Jeûne à court terme chez les femmes normales: absence d’effets sur la sécrétion de gonadotrophines et le cycle menstruel

Objectif: Chez les hommes et les singes mâles, un jeûne à court terme a été rapporté pour avoir un effet majeur sur l’axe reproducteur. Dans cette étude, nous avons étudié les effets d’un jeûne à court terme (72 heures) sur la sécrétion d’hormones reproductrices féminines et la fonction menstruelle.

Conception: L’étude a consisté en un jour d’admission (contrôle), trois jours de jeûne successifs (jeûne 1, 2 et 3) et un jour de réalimentation (après le jeûne).

Patientes: Huit femmes cyclistes normales, âgées de 21 à 35 ans, à moins de 10 % du poids corporel idéal, ont jeûné pendant 72 heures pendant la phase folliculaire de leur cycle menstruel.

Mesures: Le jour de l’admission, le dernier jour du jeûne et le jour de la réalimentation, des échantillons de sang ont été prélevés à des intervalles de 10 minutes de 08h00 à 2000h pour déterminer le diagramme de pouls de la LH. Des déterminations quotidiennes d’immuno LH, de FSH, d’œstradiol (E) et de progestérone (P) ont été effectuées tout au long du cycle menstruel au cours duquel le jeûne s’est produit.

Résultats: Tout au long des jours de jeûne, les taux sériques de glucose et d’insuline toujours bas ont confirmé que tous les sujets étaient à jeun. Cependant, malgré de profonds changements métaboliques et une perte de poids significative, le jeûne à court terme n’a pas eu d’effets discernables sur les hormones reproductrices étudiées. Les concentrations moyennes basales de LH n’ont pas montré de variation significative tout au long de la période d’étude. Le nombre moyen +/-SEM d’impulsions LH était 13.4 +/- 1.5/12 h le jour du contrôle, 12.4 +/- 1.2/12 h (NS) le troisième jour de jeûne et 11.0 +/- 1.5/12 h (NS) le jour du réensemencement. Chaque femme a maintenu un schéma physiologique de LH, FSH, E et P tout au long du cycle menstruel, y compris la poussée de LH; preuve échographique d’une croissance normale d’un follicule dominant; et la durée du cycle est conforme aux cycles précédents.

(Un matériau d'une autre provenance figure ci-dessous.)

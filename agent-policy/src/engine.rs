//! Path-based rule engine enforcing the safety policy.

use std::fs;
use std::path::{Path, PathBuf};

use serde::Deserialize;
use thiserror::Error;
use tracing::debug;

use crate::contracts::ToolInvocation;
use crate::decision::PolicyDecision;

/// Errors surfaced while loading or evaluating policy configuration.
#[derive(Debug, Error)]
pub enum PolicyError {
    /// The configuration file exists but could not be read.
    #[error("failed to read policy configuration at {path}: {source}")]
    Read {
        /// Path that could not be read.
        path: PathBuf,
        /// Underlying I/O error.
        #[source]
        source: std::io::Error,
    },
    /// The configuration file exists but is not valid TOML, or fails the schema.
    #[error("malformed policy configuration at {path}: {source}")]
    Parse {
        /// Path that failed to parse.
        path: PathBuf,
        /// Underlying TOML error.
        #[source]
        source: toml::de::Error,
    },
}

/// Result alias for policy configuration operations.
pub type PolicyResult<T> = Result<T, PolicyError>;

/// A single `[[safety_rules]]` entry as it appears in the TOML configuration file.
#[derive(Debug, Clone, Deserialize)]
struct RawRule {
    id: String,
    #[serde(default)]
    tool_name: Option<String>,
    action: String,
    #[serde(default)]
    condition: Option<String>,
    #[serde(default)]
    pattern: Option<String>,
    message: String,
}

#[derive(Debug, Clone, Deserialize, Default)]
struct RawConfig {
    #[serde(default)]
    safety_rules: Vec<RawRule>,
}

/// Path-matching condition a rule can require.
#[derive(Debug, Clone)]
enum PathCondition {
    /// Substring match against the string form of the `path` parameter.
    Contains(String),
    /// Exact equality against the string form of the `path` parameter.
    Matches(String),
    /// The resolved `path` parameter lies outside the configured project root.
    OutsideRoot,
    /// An unrecognized condition kind, forward-compatible no-op.
    Unknown,
}

/// One entry in the policy rule set.
#[derive(Debug, Clone)]
struct Rule {
    id: String,
    tool_name: Option<String>,
    blocks: bool,
    condition: Option<PathCondition>,
    message: String,
}

impl Rule {
    fn matches(&self, invocation: &ToolInvocation<'_>, workspace_root: &Path) -> bool {
        if let Some(expected) = &self.tool_name {
            if expected != invocation.tool_name() {
                return false;
            }
        }

        let Some(condition) = &self.condition else {
            return true;
        };

        let Some(path) = invocation.path() else {
            return false;
        };

        match condition {
            PathCondition::Contains(pattern) => path.contains(pattern.as_str()),
            PathCondition::Matches(pattern) => path == pattern,
            PathCondition::OutsideRoot => is_outside_root(path, workspace_root),
            PathCondition::Unknown => false,
        }
    }
}

/// Resolves `path` and `root` to canonical absolute paths and checks containment.
///
/// Any resolution failure (the path does not exist, a component is not
/// traversable) is treated as "outside the root" — fail-closed, per the
/// safety contract.
fn is_outside_root(path: &str, root: &Path) -> bool {
    let Ok(canonical_path) = fs::canonicalize(path) else {
        return true;
    };
    let Ok(canonical_root) = fs::canonicalize(root) else {
        return true;
    };
    !canonical_path.starts_with(canonical_root)
}

/// Rule-based policy engine, evaluated in declaration order.
///
/// The first `block` rule whose condition matches short-circuits the
/// evaluation. Non-block actions are accepted by the loader but never
/// influence the decision: a rule recorded as `"warn"` or `"audit"` in the
/// configuration file is parsed, kept around, and simply never fires a
/// block.
#[derive(Debug)]
pub struct PolicyEngine {
    rules: Vec<Rule>,
    workspace_root: PathBuf,
}

impl PolicyEngine {
    /// Constructs an engine with no rules: every invocation is permitted.
    ///
    /// This is the fail-open default used when no configuration file exists.
    #[must_use]
    pub fn empty(workspace_root: impl Into<PathBuf>) -> Self {
        Self {
            rules: Vec::new(),
            workspace_root: workspace_root.into(),
        }
    }

    /// Loads rules from a TOML configuration file rooted at `workspace_root`.
    ///
    /// A missing file is not an error: it yields an empty rule set (see
    /// [`Self::empty`]). A present-but-malformed file is a hard error — the
    /// kernel should refuse to boot rather than run with a rule set it
    /// could not parse.
    pub fn from_config_file(
        path: impl AsRef<Path>,
        workspace_root: impl Into<PathBuf>,
    ) -> PolicyResult<Self> {
        let path = path.as_ref();
        let workspace_root = workspace_root.into();

        let text = match fs::read_to_string(path) {
            Ok(text) => text,
            Err(source) if source.kind() == std::io::ErrorKind::NotFound => {
                return Ok(Self::empty(workspace_root));
            }
            Err(source) => {
                return Err(PolicyError::Read {
                    path: path.to_path_buf(),
                    source,
                });
            }
        };

        let raw: RawConfig = toml::from_str(&text).map_err(|source| PolicyError::Parse {
            path: path.to_path_buf(),
            source,
        })?;

        let rules = raw
            .safety_rules
            .into_iter()
            .map(|raw_rule| {
                let pattern = raw_rule.pattern.unwrap_or_default();
                let condition = raw_rule.condition.map(|kind| match kind.as_str() {
                    "path_contains" => PathCondition::Contains(pattern.clone()),
                    "path_matches" => PathCondition::Matches(pattern.clone()),
                    "path_outside_root" => PathCondition::OutsideRoot,
                    _ => PathCondition::Unknown,
                });
                Rule {
                    id: raw_rule.id,
                    tool_name: raw_rule.tool_name,
                    blocks: raw_rule.action == "block",
                    condition,
                    message: raw_rule.message,
                }
            })
            .collect();

        Ok(Self {
            rules,
            workspace_root,
        })
    }

    /// Evaluates a proposed tool invocation against the rule set.
    ///
    /// Iterates rules in declaration order; the first matching `block` rule
    /// short-circuits with a blocking decision. No match, or a configuration
    /// with no rules at all, permits the invocation.
    #[must_use]
    pub fn evaluate(&self, invocation: &ToolInvocation<'_>) -> PolicyDecision {
        for rule in &self.rules {
            if !rule.blocks {
                continue;
            }
            if rule.matches(invocation, &self.workspace_root) {
                debug!(rule = rule.id.as_str(), tool = invocation.tool_name(), "policy rule blocked invocation");
                return PolicyDecision::block(rule.id.clone(), rule.message.clone());
            }
        }

        PolicyDecision::permit()
    }
}

#[cfg(test)]
mod tests {
    use super::*;
    use serde_json::{Map, Value, json};
    use std::io::Write;

    fn invocation_with_path<'a>(map: &'a Map<String, Value>, tool_name: &'a str) -> ToolInvocation<'a> {
        ToolInvocation::new(tool_name, map)
    }

    #[test]
    fn empty_config_permits_everything() {
        let engine = PolicyEngine::empty(std::env::temp_dir());
        let params = json!({"path": "/etc/passwd"}).as_object().unwrap().clone();
        let decision = engine.evaluate(&invocation_with_path(&params, "read_file"));
        assert!(!decision.is_blocked());
    }

    #[test]
    fn missing_config_file_is_fail_open() {
        let engine =
            PolicyEngine::from_config_file("/nonexistent/policy.toml", std::env::temp_dir())
                .unwrap();
        assert!(engine.rules.is_empty());
    }

    #[test]
    fn path_contains_blocks_match() {
        let dir = tempfile::tempdir().unwrap();
        let config_path = dir.path().join("policy.toml");
        let mut file = fs::File::create(&config_path).unwrap();
        writeln!(
            file,
            r#"
[[safety_rules]]
id = "no-env-files"
action = "block"
condition = "path_contains"
pattern = ".env"
message = "Reading .env files is forbidden."
"#
        )
        .unwrap();

        let engine = PolicyEngine::from_config_file(&config_path, dir.path()).unwrap();
        let params = json!({"path": "/project/.env"}).as_object().unwrap().clone();
        let decision = engine.evaluate(&invocation_with_path(&params, "read_file"));
        assert!(decision.is_blocked());
        assert_eq!(decision.rule_name(), Some("no-env-files"));
        assert_eq!(decision.reason(), Some("Reading .env files is forbidden."));
    }

    #[test]
    fn non_block_action_never_blocks() {
        let dir = tempfile::tempdir().unwrap();
        let config_path = dir.path().join("policy.toml");
        let mut file = fs::File::create(&config_path).unwrap();
        writeln!(
            file,
            r#"
[[safety_rules]]
id = "audit-everything"
action = "warn"
condition = "path_contains"
pattern = ""
message = "Every path is being audited."
"#
        )
        .unwrap();

        let engine = PolicyEngine::from_config_file(&config_path, dir.path()).unwrap();
        let params = json!({"path": "/anything"}).as_object().unwrap().clone();
        let decision = engine.evaluate(&invocation_with_path(&params, "read_file"));
        assert!(!decision.is_blocked());
    }

    #[test]
    fn missing_path_parameter_never_blocks_path_rule() {
        let dir = tempfile::tempdir().unwrap();
        let config_path = dir.path().join("policy.toml");
        let mut file = fs::File::create(&config_path).unwrap();
        writeln!(
            file,
            r#"
[[safety_rules]]
id = "no-env-files"
action = "block"
condition = "path_contains"
pattern = ".env"
message = "Reading .env files is forbidden."
"#
        )
        .unwrap();

        let engine = PolicyEngine::from_config_file(&config_path, dir.path()).unwrap();
        let params = json!({"agent_id": "abc"}).as_object().unwrap().clone();
        let decision = engine.evaluate(&invocation_with_path(&params, "delegate_task"));
        assert!(!decision.is_blocked());
    }

    #[test]
    fn path_outside_root_is_fail_closed_on_unresolvable_path() {
        let dir = tempfile::tempdir().unwrap();
        let config_path = dir.path().join("policy.toml");
        let mut file = fs::File::create(&config_path).unwrap();
        writeln!(
            file,
            r#"
[[safety_rules]]
id = "stay-in-workspace"
action = "block"
condition = "path_outside_root"
message = "Paths outside the workspace root are forbidden."
"#
        )
        .unwrap();

        let engine = PolicyEngine::from_config_file(&config_path, dir.path()).unwrap();
        let params = json!({"path": "/does/not/exist"}).as_object().unwrap().clone();
        let decision = engine.evaluate(&invocation_with_path(&params, "write_file"));
        assert!(decision.is_blocked());
    }

    #[test]
    fn path_inside_root_is_permitted() {
        let dir = tempfile::tempdir().unwrap();
        let config_path = dir.path().join("policy.toml");
        let mut file = fs::File::create(&config_path).unwrap();
        writeln!(
            file,
            r#"
[[safety_rules]]
id = "stay-in-workspace"
action = "block"
condition = "path_outside_root"
message = "Paths outside the workspace root are forbidden."
"#
        )
        .unwrap();
        let inner_file = dir.path().join("inner.txt");
        fs::write(&inner_file, "hi").unwrap();

        let engine = PolicyEngine::from_config_file(&config_path, dir.path()).unwrap();
        let params = json!({"path": inner_file.to_str().unwrap()}).as_object().unwrap().clone();
        let decision = engine.evaluate(&invocation_with_path(&params, "write_file"));
        assert!(!decision.is_blocked());
    }

    #[test]
    fn unknown_condition_never_blocks() {
        let dir = tempfile::tempdir().unwrap();
        let config_path = dir.path().join("policy.toml");
        let mut file = fs::File::create(&config_path).unwrap();
        writeln!(
            file,
            r#"
[[safety_rules]]
id = "future-rule"
action = "block"
condition = "path_has_extension"
pattern = ".exe"
message = "Executables are forbidden."
"#
        )
        .unwrap();

        let engine = PolicyEngine::from_config_file(&config_path, dir.path()).unwrap();
        let params = json!({"path": "/anything.exe"}).as_object().unwrap().clone();
        let decision = engine.evaluate(&invocation_with_path(&params, "read_file"));
        assert!(!decision.is_blocked());
    }

    #[test]
    fn first_matching_block_rule_wins() {
        let dir = tempfile::tempdir().unwrap();
        let config_path = dir.path().join("policy.toml");
        let mut file = fs::File::create(&config_path).unwrap();
        writeln!(
            file,
            r#"
[[safety_rules]]
id = "rule-one"
action = "block"
condition = "path_contains"
pattern = "secret"
message = "Secrets are forbidden."

[[safety_rules]]
id = "rule-two"
action = "block"
condition = "path_contains"
pattern = "ret"
message = "Matched rule two."
"#
        )
        .unwrap();

        let engine = PolicyEngine::from_config_file(&config_path, dir.path()).unwrap();
        let params = json!({"path": "/project/secret.txt"}).as_object().unwrap().clone();
        let decision = engine.evaluate(&invocation_with_path(&params, "read_file"));
        assert_eq!(decision.rule_name(), Some("rule-one"));
    }
}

Conclusions: Nos résultats indiquent qu’en dépit de changements métaboliques profonds, un jeûne de 72 heures pendant la phase folliculaire n’affecte pas le cycle menstruel des femmes cyclistes normales. Il apparaît que l’axe reproducteur féminin pendant cette phase du cycle est plus résistant à une privation calorique aiguë que celui des hommes ou des singes mâles.